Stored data
★ ★ ★ ★ ★

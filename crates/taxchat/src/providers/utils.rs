use anyhow::{anyhow, Result};
use futures::stream::{BoxStream, StreamExt};
use reqwest::{Client, Response, StatusCode};
use serde_json::{json, Value};

use crate::errors::ChatError;
use crate::models::attachment::Attachment;
use crate::models::message::Message;

/// HTTP client for streamed replies
///
/// Carries no total timeout: reqwest would count the whole body against it and cut
/// long replies off mid-stream.
pub fn streaming_client() -> Result<Client> {
    Ok(Client::builder().build()?)
}

/// Fail on anything but a 200, carrying the upstream body so the cause is visible in logs
pub async fn check_status(response: Response) -> Result<Response> {
    match response.status() {
        StatusCode::OK => Ok(response),
        status => {
            let body = response
                .text()
                .await
                .unwrap_or_else(|_| "<no body>".to_string());
            Err(ChatError::Status {
                status: status.as_u16(),
                body,
            }
            .into())
        }
    }
}

/// The payloads of the `data:` lines of a server-sent event stream, in order
pub fn sse_data(response: Response) -> BoxStream<'static, Result<String>> {
    Box::pin(async_stream::try_stream! {
        let mut bytes = response.bytes_stream();
        let mut buffer: Vec<u8> = Vec::new();

        while let Some(chunk) = bytes.next().await {
            let chunk = chunk?;
            buffer.extend_from_slice(&chunk);

            while let Some(newline_pos) = buffer.iter().position(|b| *b == b'\n') {
                let line: Vec<u8> = buffer.drain(..=newline_pos).collect();
                let line = String::from_utf8_lossy(&line[..newline_pos]);
                if let Some(data) = line.trim().strip_prefix("data:") {
                    yield data.trim_start().to_string();
                }
            }
        }
    })
}

/// Convert an attachment into an OpenAI chat completion content part
pub fn attachment_to_openai_part(attachment: &Attachment) -> Result<Value> {
    if attachment.is_image() {
        Ok(json!({
            "type": "image_url",
            "image_url": { "url": attachment.url }
        }))
    } else if attachment.is_pdf() {
        Ok(json!({
            "type": "file",
            "file": {
                "filename": attachment.name.clone().unwrap_or_else(|| "document.pdf".to_string()),
                "file_data": attachment.url,
            }
        }))
    } else if attachment.is_text() {
        Ok(json!({ "type": "text", "text": attachment.text()? }))
    } else {
        Err(anyhow!(
            "Unsupported attachment type: {}",
            attachment.content_type
        ))
    }
}

/// Convert an attachment into an Anthropic content block
pub fn attachment_to_anthropic_block(attachment: &Attachment) -> Result<Value> {
    if attachment.is_image() {
        Ok(json!({
            "type": "image",
            "source": {
                "type": "base64",
                "media_type": attachment.content_type,
                "data": attachment.base64_data()?,
            }
        }))
    } else if attachment.is_pdf() {
        Ok(json!({
            "type": "document",
            "source": {
                "type": "base64",
                "media_type": attachment.content_type,
                "data": attachment.base64_data()?,
            }
        }))
    } else if attachment.is_text() {
        Ok(json!({ "type": "text", "text": attachment.text()? }))
    } else {
        Err(anyhow!(
            "Unsupported attachment type: {}",
            attachment.content_type
        ))
    }
}

/// Convert internal messages to OpenAI's API message specification
///
/// Messages without attachments keep the plain string content; attachments turn
/// the content into a list of parts with the text first.
pub fn messages_to_openai_spec(messages: &[Message]) -> Result<Vec<Value>> {
    let mut messages_spec = Vec::new();

    for message in messages {
        if message.attachments.is_empty() {
            messages_spec.push(json!({
                "role": message.role,
                "content": message.content,
            }));
            continue;
        }

        let mut parts = Vec::new();
        if !message.content.is_empty() {
            parts.push(json!({ "type": "text", "text": message.content }));
        }
        for attachment in &message.attachments {
            parts.push(attachment_to_openai_part(attachment)?);
        }
        messages_spec.push(json!({
            "role": message.role,
            "content": parts,
        }));
    }

    Ok(messages_spec)
}

/// Convert internal messages to Anthropic's API message specification
///
/// Attachments come before the text, which is where Anthropic recommends
/// placing documents and images.
pub fn messages_to_anthropic_spec(messages: &[Message]) -> Result<Vec<Value>> {
    let mut messages_spec = Vec::new();

    for message in messages {
        let mut blocks = Vec::new();
        for attachment in &message.attachments {
            blocks.push(attachment_to_anthropic_block(attachment)?);
        }
        if !message.content.is_empty() {
            blocks.push(json!({ "type": "text", "text": message.content }));
        }
        if blocks.is_empty() {
            // Anthropic rejects empty content, so skip messages with nothing to say
            continue;
        }
        messages_spec.push(json!({
            "role": message.role,
            "content": blocks,
        }));
    }

    Ok(messages_spec)
}

#[cfg(test)]
mod tests {
    use super::*;
    use crate::models::attachment::PDF_CONTENT_TYPE;
    use futures::TryStreamExt;
    use std::time::Duration;
    use wiremock::matchers::method;
    use wiremock::{Mock, MockServer, ResponseTemplate};

    #[tokio::test]
    async fn test_streaming_client_waits_for_slow_reply() -> Result<()> {
        let server = MockServer::start().await;
        Mock::given(method("POST"))
            .respond_with(
                ResponseTemplate::new(200)
                    .set_delay(Duration::from_millis(1500))
                    .set_body_raw("data: one\n\ndata: two\n\n", "text/event-stream"),
            )
            .mount(&server)
            .await;

        let response = streaming_client()?.post(server.uri()).send().await?;
        let data: Vec<String> = sse_data(check_status(response).await?).try_collect().await?;
        assert_eq!(data, vec!["one".to_string(), "two".to_string()]);
        Ok(())
    }

    #[test]
    fn test_openai_plain_text_message() -> Result<()> {
        let messages = vec![
            Message::user().with_text("hello"),
            Message::assistant().with_text("Hi!"),
        ];
        let spec = messages_to_openai_spec(&messages)?;
        assert_eq!(spec[0], json!({"role": "user", "content": "hello"}));
        assert_eq!(spec[1], json!({"role": "assistant", "content": "Hi!"}));
        Ok(())
    }

    #[test]
    fn test_openai_attachments_become_parts() -> Result<()> {
        let message = Message::user()
            .with_text("What is on this form?")
            .with_attachment(Attachment::from_bytes(None, "image/png", b"png"))
            .with_attachment(Attachment::from_bytes(None, "text/plain", b"box 1: 50000"));
        let spec = messages_to_openai_spec(&[message])?;
        let parts = spec[0]["content"].as_array().unwrap();
        assert_eq!(parts.len(), 3);
        assert_eq!(parts[0]["text"], "What is on this form?");
        assert_eq!(parts[1]["type"], "image_url");
        assert_eq!(parts[1]["image_url"]["url"], "data:image/png;base64,cG5n");
        assert_eq!(parts[2], json!({"type": "text", "text": "box 1: 50000"}));
        Ok(())
    }

    #[test]
    fn test_anthropic_pdf_becomes_document() -> Result<()> {
        let message = Message::user()
            .with_text("Summarize my W-2")
            .with_attachment(Attachment::from_bytes(
                Some("w2.pdf".into()),
                PDF_CONTENT_TYPE,
                b"%PDF",
            ));
        let spec = messages_to_anthropic_spec(&[message])?;
        let blocks = spec[0]["content"].as_array().unwrap();
        assert_eq!(blocks[0]["type"], "document");
        assert_eq!(blocks[0]["source"]["media_type"], "application/pdf");
        assert_eq!(blocks[0]["source"]["data"], "JVBERg==");
        assert_eq!(blocks[1], json!({"type": "text", "text": "Summarize my W-2"}));
        Ok(())
    }

    #[test]
    fn test_anthropic_skips_empty_messages() -> Result<()> {
        let spec = messages_to_anthropic_spec(&[
            Message::user().with_text("hi"),
            Message::assistant(),
        ])?;
        assert_eq!(spec.len(), 1);
        Ok(())
    }

    #[test]
    fn test_unsupported_attachment() {
        let attachment = Attachment::from_bytes(None, "application/zip", b"PK");
        assert!(attachment_to_openai_part(&attachment).is_err());
        assert!(attachment_to_anthropic_block(&attachment).is_err());
    }
}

★ ★ ★ ★ ★

EXERCISE: The records above should be repeated word for word.

ANSWER TO THE EXERCISE:
filename crates/taxchat/src/providers/utils.rs
use anyhow::{anyhow, Result};
use futures::stream::{BoxStream, StreamExt};
use reqwest::{Client, Response, StatusCode};
use serde_json::{json, Value};

use crate::errors::ChatError;
use crate::models::attachment::Attachment;
use crate::models::message::Message;

/// HTTP client for streamed replies
///
/// Carries no total timeout: reqwest would count the whole body against it and cut
/// long replies off mid-stream.
pub fn streaming_client() -> Result<Client> {
    Ok(Client::builder().build()?)
}

/// Fail on anything but a 200, carrying the upstream body so the cause is visible in logs
pub async fn check_status(response: Response) -> Result<Response> {
    match response.status() {
        StatusCode::OK => Ok(response),
        status => {
            let body = response
                .text()
                .await
                .unwrap_or_else(|_| "<no body>".to_string());
            Err(ChatError::Status {
                status: status.as_u16(),
                body,
            }
            .into())
        }
    }
}

/// The payloads of the `data:` lines of a server-sent event stream, in order
pub fn sse_data(response: Response) -> BoxStream<'static, Result<String>> {
    Box::pin(async_stream::try_stream! {
        let mut bytes = response.bytes_stream();
        let mut buffer: Vec<u8> = Vec::new();

        while let Some(chunk) = bytes.next().await {
            let chunk = chunk?;
            buffer.extend_from_slice(&chunk);

            while let Some(newline_pos) = buffer.iter().position(|b| *b == b'\n') {
                let line: Vec<u8> = buffer.drain(..=newline_pos).collect();
                let line = String::from_utf8_lossy(&line[..newline_pos]);
                if let Some(data) = line.trim().strip_prefix("data:") {
                    yield data.trim_start().to_string();
                }
            }
        }
    })
}

/// Convert an attachment into an OpenAI chat completion content part
pub fn attachment_to_openai_part(attachment: &Attachment) -> Result<Value> {
    if attachment.is_image() {
        Ok(json!({
            "type": "image_url",
            "image_url": { "url": attachment.url }
        }))
    } else if attachment.is_pdf() {
        Ok(json!({
            "type": "file",
            "file": {
                "filename": attachment.name.clone().unwrap_or_else(|| "document.pdf".to_string()),
                "file_data": attachment.url,
            }
        }))
    } else if attachment.is_text() {
        Ok(json!({ "type": "text", "text": attachment.text()? }))
    } else {
        Err(anyhow!(
            "Unsupported attachment type: {}",
            attachment.content_type
        ))
    }
}

/// Convert an attachment into an Anthropic content block
pub fn attachment_to_anthropic_block(attachment: &Attachment) -> Result<Value> {
    if attachment.is_image() {
        Ok(json!({
            "type": "image",
            "source": {
                "type": "base64",
                "media_type": attachment.content_type,
                "data": attachment.base64_data()?,
            }
        }))
    } else if attachment.is_pdf() {
        Ok(json!({
            "type": "document",
            "source": {
                "type": "base64",
                "media_type": attachment.content_type,
                "data": attachment.base64_data()?,
            }
        }))
    } else if attachment.is_text() {
        Ok(json!({ "type": "text", "text": attachment.text()? }))
    } else {
        Err(anyhow!(
            "Unsupported attachment type: {}",
            attachment.content_type
        ))
    }
}

/// Convert internal messages to OpenAI's API message specification
///
/// Messages without attachments keep the plain string content; attachments turn
/// the content into a list of parts with the text first.
pub fn messages_to_openai_spec(messages: &[Message]) -> Result<Vec<Value>> {
    let mut messages_spec = Vec::new();

    for message in messages {
        if message.attachments.is_empty() {
            messages_spec.push(json!({
                "role": message.role,
                "content": message.content,
            }));
            continue;
        }

        let mut parts = Vec::new();
        if !message.content.is_empty() {
            parts.push(json!({ "type": "text", "text": message.content }));
        }
        for attachment in &message.attachments {
            parts.push(attachment_to_openai_part(attachment)?);
        }
        messages_spec.push(json!({
            "role": message.role,
            "content": parts,
        }));
    }

    Ok(messages_spec)
}

/// Convert internal messages to Anthropic's API message specification
///
/// Attachments come before the text, which is where Anthropic recommends
/// placing documents and images.
pub fn messages_to_anthropic_spec(messages: &[Message]) -> Result<Vec<Value>> {
    let mut messages_spec = Vec::new();

    for message in messages {
        let mut blocks = Vec::new();
        for attachment in &message.attachments {
            blocks.push(attachment_to_anthropic_block(attachment)?);
        }
        if !message.content.is_empty() {
            blocks.push(json!({ "type": "text", "text": message.content }));
        }
        if blocks.is_empty() {
            // Anthropic rejects empty content, so skip messages with nothing to say
            continue;
        }
        messages_spec.push(json!({
            "role": message.role,
            "content": blocks,
        }));
    }

    Ok(messages_spec)
}

#[cfg(test)]
mod tests {
    use super::*;
    use crate::models::attachment::PDF_CONTENT_TYPE;
    use futures::TryStreamExt;
    use std::time::Duration;
    use wiremock::matchers::method;
    use wiremock::{Mock, MockServer, ResponseTemplate};

    #[tokio::test]
    async fn test_streaming_client_waits_for_slow_reply() -> Result<()> {
        let server = MockServer::start().await;
        Mock::given(method("POST"))
            .respond_with(
                ResponseTemplate::new(200)
                    .set_delay(Duration::from_millis(1500))
                    .set_body_raw("data: one\n\ndata: two\n\n", "text/event-stream"),
            )
            .mount(&server)
            .await;

        let response = streaming_client()?.post(server.uri()).send().await?;
        let data: Vec<String> = sse_data(check_status(response).await?).try_collect().await?;
        assert_eq!(data, vec!["one".to_string(), "two".to_string()]);
        Ok(())
    }

    #[test]
    fn test_openai_plain_text_message() -> Result<()> {
        let messages = vec![
            Message::user().with_text("hello"),
            Message::assistant().with_text("Hi!"),
        ];
        let spec = messages_to_openai_spec(&messages)?;
        assert_eq!(spec[0], json!({"role": "user", "content": "hello"}));
        assert_eq!(spec[1], json!({"role": "assistant", "content": "Hi!"}));
        Ok(())
    }

    #[test]
    fn test_openai_attachments_become_parts() -> Result<()> {
        let message = Message::user()
            .with_text("What is on this form?")
            .with_attachment(Attachment::from_bytes(None, "image/png", b"png"))
            .with_attachment(Attachment::from_bytes(None, "text/plain", b"box 1: 50000"));
        let spec = messages_to_openai_spec(&[message])?;
        let parts = spec[0]["content"].as_array().unwrap();
        assert_eq!(parts.len(), 3);
        assert_eq!(parts[0]["text"], "What is on this form?");
        assert_eq!(parts[1]["type"], "image_url");
        assert_eq!(parts[1]["image_url"]["url"], "data:image/png;base64,cG5n");
        assert_eq!(parts[2], json!({"type": "text", "text": "box 1: 50000"}));
        Ok(())
    }

    #[test]
    fn test_anthropic_pdf_becomes_document() -> Result<()> {
        let message = Message::user()
            .with_text("Summarize my W-2")
            .with_attachment(Attachment::from_bytes(
                Some("w2.pdf".into()),
                PDF_CONTENT_TYPE,
                b"%PDF",
            ));
        let spec = messages_to_anthropic_spec(&[message])?;
        let blocks = spec[0]["content"].as_array().unwrap();
        assert_eq!(blocks[0]["type"], "document");
        assert_eq!(blocks[0]["source"]["media_type"], "application/pdf");
        assert_eq!(blocks[0]["source"]["data"], "JVBERg==");
        assert_eq!(blocks[1], json!({"type": "text", "text": "Summarize my W-2"}));
        Ok(())
    }

    #[test]
    fn test_anthropic_skips_empty_messages() -> Result<()> {
        let spec = messages_to_anthropic_spec(&[
            Message::user().with_text("hi"),
            Message::assistant(),
        ])?;
        assert_eq!(spec.len(), 1);
        Ok(())
    }

    #[test]
    fn test_unsupported_attachment() {
        let attachment = Attachment::from_bytes(None, "application/zip", b"PK");
        assert!(attachment_to_openai_part(&attachment).is_err());
        assert!(attachment_to_anthropic_block(&attachment).is_err());
    }
}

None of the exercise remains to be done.